Exercise goal>
Show every line of the data that includes the word "sink".
BEGIN
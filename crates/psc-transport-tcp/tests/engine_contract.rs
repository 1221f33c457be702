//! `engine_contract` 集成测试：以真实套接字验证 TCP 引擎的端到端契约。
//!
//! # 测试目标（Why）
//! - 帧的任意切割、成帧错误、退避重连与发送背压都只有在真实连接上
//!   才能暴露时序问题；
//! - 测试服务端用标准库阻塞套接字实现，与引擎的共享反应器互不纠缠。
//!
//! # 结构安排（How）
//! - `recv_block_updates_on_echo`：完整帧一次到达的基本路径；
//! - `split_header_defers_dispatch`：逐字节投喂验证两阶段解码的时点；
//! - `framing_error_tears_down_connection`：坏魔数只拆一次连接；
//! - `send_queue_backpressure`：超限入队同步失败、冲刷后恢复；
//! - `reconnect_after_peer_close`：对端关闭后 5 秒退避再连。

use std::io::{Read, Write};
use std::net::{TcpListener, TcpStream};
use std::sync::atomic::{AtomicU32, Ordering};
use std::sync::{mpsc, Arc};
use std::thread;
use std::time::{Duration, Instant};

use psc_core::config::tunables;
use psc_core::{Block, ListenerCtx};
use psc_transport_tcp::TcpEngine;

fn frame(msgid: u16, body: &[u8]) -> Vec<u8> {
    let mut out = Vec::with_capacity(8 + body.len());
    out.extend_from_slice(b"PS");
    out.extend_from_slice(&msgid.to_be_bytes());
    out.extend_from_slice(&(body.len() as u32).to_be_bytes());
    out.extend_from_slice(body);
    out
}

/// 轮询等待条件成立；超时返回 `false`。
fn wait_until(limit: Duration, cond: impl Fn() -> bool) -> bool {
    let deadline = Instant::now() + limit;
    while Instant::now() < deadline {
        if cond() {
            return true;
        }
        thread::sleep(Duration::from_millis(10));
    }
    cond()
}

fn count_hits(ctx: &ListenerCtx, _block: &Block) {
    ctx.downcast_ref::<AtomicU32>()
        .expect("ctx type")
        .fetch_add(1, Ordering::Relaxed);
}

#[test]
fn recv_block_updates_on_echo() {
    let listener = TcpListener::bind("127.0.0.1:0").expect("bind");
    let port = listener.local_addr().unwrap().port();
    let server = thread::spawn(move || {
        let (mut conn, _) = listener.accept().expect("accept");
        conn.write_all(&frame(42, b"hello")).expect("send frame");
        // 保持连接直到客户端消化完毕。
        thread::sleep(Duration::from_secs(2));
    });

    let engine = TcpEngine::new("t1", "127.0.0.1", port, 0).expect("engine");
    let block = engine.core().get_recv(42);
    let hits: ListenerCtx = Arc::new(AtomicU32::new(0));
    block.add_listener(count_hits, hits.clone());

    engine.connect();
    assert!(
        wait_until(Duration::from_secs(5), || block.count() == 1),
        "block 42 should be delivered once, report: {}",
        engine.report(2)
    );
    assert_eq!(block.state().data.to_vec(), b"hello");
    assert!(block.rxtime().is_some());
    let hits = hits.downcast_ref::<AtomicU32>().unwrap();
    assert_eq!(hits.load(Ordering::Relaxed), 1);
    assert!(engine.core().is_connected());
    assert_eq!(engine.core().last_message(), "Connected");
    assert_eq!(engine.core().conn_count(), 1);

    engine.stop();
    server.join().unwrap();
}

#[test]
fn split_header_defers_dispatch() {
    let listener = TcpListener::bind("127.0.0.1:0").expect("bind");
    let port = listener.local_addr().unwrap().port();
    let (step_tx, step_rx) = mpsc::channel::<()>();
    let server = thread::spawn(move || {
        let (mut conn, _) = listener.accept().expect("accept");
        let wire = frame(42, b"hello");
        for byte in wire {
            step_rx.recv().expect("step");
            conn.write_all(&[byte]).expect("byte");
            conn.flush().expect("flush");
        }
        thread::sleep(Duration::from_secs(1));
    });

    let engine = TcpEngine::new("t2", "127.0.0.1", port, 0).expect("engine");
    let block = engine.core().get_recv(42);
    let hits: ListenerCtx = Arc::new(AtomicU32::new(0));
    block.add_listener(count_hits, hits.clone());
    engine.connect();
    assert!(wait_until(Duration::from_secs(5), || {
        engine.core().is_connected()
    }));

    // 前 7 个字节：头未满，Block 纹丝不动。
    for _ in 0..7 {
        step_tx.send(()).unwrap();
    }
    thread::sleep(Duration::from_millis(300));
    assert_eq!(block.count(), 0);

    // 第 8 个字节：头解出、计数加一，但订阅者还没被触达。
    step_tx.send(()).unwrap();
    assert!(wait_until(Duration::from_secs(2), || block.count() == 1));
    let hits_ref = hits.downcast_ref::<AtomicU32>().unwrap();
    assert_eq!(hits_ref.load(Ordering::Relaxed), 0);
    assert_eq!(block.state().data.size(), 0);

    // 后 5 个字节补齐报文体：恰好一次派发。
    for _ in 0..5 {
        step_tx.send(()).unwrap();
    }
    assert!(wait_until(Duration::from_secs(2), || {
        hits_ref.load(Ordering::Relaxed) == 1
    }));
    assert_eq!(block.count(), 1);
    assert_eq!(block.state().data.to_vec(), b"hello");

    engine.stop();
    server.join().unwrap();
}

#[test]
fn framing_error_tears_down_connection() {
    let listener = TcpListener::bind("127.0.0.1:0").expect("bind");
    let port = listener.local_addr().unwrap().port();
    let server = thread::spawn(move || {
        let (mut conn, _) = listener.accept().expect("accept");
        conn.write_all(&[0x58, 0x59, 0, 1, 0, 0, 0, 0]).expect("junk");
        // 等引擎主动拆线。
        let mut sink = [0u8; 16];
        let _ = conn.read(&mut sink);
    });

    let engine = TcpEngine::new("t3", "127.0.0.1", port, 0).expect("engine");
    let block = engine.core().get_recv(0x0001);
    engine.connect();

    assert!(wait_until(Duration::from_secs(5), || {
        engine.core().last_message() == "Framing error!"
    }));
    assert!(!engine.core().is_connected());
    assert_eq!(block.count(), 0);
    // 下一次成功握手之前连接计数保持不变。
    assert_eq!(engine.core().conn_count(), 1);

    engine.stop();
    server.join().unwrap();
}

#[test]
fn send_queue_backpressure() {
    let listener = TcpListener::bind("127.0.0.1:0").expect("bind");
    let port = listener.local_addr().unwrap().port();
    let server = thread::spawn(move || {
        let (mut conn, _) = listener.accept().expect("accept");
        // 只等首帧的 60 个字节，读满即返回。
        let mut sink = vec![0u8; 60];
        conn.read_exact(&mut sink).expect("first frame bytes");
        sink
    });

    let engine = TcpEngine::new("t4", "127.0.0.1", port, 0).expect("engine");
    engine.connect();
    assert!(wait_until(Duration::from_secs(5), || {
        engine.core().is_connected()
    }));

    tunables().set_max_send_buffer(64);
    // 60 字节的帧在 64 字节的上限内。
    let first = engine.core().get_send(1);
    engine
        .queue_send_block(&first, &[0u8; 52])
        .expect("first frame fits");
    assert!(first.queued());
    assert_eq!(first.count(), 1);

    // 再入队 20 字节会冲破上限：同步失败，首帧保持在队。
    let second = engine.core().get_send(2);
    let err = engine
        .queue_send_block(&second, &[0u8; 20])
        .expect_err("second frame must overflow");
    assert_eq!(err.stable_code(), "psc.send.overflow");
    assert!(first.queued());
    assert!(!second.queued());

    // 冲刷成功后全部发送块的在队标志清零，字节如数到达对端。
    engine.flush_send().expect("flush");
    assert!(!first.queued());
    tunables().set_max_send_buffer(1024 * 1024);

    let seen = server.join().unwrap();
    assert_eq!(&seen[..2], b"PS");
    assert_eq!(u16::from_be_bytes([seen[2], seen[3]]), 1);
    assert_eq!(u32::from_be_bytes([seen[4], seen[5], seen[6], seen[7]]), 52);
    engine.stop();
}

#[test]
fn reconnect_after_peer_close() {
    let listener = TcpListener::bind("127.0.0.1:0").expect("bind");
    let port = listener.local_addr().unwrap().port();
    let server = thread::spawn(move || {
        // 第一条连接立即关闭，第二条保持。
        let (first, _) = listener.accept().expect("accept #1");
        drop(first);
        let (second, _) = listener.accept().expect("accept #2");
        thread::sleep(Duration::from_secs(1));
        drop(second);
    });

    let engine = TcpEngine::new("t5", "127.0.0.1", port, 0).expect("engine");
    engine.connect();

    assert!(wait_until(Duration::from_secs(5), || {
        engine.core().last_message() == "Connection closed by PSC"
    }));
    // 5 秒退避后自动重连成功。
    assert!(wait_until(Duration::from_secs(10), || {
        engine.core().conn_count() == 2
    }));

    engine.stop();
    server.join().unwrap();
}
END
Finished task>
        let mut sink = [0u8; 16];
        let _ = conn.read(&mut sink);
        let mut sink = vec![0u8; 60];
        conn.read_exact(&mut sink).expect("first frame bytes");
        sink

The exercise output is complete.